* [Task] Each line of the material holding the word "session" must be identified and copied.

(Data to examine)

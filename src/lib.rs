// Library interface for the connections game
// This allows integration tests to access internal modules

pub mod cli;
pub mod game_state;
pub mod logging;
pub mod puzzles;
pub mod session;
pub mod tui;

// Re-export commonly used items for easier testing
pub use game_state::{GameInterface, UserAction, apply_action, game_loop};
pub use puzzles::{Category, ContentError, Puzzle, embedded_puzzles, validate_puzzles};
pub use session::{MessageKind, Phase, PuzzleSession, SubmitOutcome, TermSlot};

(End Data to examine)

* [Exercise output]
pub mod session;
pub use session::{MessageKind, Phase, PuzzleSession, SubmitOutcome, TermSlot};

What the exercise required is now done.